╔══

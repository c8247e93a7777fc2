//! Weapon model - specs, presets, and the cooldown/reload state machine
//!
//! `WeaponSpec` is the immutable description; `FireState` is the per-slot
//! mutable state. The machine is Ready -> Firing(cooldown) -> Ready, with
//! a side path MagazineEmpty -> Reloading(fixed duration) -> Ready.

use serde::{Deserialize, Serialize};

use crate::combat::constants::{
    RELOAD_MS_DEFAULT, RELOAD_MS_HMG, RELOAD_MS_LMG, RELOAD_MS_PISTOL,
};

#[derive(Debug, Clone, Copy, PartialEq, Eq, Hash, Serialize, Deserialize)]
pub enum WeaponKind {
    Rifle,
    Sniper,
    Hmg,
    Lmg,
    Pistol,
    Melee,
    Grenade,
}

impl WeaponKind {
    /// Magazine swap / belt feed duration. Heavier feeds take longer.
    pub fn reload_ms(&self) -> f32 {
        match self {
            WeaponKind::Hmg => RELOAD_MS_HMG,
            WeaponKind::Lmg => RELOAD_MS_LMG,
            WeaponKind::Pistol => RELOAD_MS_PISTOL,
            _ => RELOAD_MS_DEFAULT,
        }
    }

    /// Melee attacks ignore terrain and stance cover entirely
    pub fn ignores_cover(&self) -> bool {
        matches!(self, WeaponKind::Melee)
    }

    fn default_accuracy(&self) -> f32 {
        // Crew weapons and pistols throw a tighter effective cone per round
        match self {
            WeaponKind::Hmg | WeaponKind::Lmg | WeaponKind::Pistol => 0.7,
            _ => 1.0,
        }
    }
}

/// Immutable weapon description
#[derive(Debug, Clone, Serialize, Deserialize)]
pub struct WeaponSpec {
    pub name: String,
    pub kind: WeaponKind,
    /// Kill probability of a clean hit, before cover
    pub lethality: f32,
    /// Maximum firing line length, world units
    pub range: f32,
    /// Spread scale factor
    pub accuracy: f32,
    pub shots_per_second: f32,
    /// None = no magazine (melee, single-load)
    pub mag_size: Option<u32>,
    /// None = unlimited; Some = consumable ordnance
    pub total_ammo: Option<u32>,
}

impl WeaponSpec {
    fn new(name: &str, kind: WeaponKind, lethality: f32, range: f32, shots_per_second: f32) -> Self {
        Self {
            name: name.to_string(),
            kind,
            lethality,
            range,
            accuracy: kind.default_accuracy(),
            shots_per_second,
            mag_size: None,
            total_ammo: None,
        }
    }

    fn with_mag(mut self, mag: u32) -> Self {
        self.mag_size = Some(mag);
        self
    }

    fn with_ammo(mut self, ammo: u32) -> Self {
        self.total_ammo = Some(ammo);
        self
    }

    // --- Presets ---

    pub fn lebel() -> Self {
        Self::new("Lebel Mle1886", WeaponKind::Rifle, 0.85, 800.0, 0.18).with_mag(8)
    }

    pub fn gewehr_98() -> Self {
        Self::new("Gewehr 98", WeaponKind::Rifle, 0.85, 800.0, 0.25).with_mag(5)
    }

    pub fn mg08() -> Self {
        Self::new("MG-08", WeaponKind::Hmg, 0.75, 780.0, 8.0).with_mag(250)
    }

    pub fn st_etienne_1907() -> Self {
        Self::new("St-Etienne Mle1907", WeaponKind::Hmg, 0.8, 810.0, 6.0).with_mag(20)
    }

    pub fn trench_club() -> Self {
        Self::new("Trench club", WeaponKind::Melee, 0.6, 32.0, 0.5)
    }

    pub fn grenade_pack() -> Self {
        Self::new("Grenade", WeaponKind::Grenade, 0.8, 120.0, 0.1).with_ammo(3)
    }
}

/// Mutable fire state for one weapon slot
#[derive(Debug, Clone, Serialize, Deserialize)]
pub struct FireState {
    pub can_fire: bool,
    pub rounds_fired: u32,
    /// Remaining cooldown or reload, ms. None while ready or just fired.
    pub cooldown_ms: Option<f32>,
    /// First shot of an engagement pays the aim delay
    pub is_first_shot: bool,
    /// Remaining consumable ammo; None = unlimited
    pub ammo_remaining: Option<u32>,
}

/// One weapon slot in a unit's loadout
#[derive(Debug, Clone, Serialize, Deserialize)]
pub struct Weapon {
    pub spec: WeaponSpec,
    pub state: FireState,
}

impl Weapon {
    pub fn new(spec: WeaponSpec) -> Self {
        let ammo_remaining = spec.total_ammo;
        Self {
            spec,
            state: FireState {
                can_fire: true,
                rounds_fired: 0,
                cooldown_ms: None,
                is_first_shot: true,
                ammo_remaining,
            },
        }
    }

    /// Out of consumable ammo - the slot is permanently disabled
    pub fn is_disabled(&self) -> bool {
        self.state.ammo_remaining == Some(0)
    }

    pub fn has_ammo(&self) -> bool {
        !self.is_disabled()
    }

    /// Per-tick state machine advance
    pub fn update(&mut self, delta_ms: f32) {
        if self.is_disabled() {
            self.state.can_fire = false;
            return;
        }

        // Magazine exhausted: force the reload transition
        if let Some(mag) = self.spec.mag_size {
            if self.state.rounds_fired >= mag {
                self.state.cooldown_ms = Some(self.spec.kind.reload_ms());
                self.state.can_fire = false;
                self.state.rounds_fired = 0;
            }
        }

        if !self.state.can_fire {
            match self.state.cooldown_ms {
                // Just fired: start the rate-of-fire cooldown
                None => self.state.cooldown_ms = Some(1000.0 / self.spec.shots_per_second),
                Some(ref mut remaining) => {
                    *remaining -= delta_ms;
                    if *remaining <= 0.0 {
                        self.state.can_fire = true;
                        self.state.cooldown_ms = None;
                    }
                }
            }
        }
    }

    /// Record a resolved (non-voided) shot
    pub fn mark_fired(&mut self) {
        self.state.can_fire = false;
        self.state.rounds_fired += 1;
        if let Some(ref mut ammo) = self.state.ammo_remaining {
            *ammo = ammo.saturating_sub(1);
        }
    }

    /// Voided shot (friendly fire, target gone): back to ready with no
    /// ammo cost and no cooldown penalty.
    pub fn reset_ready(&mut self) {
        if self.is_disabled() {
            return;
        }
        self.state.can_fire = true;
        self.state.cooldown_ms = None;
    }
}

╚══

=== Task details ===
Search the data for "WeaponSpec". Copy every matching line.

=== Written response ===
//! `WeaponSpec` is the immutable description; `FireState` is the per-slot
pub struct WeaponSpec {
impl WeaponSpec {
    pub spec: WeaponSpec,
    pub fn new(spec: WeaponSpec) -> Self {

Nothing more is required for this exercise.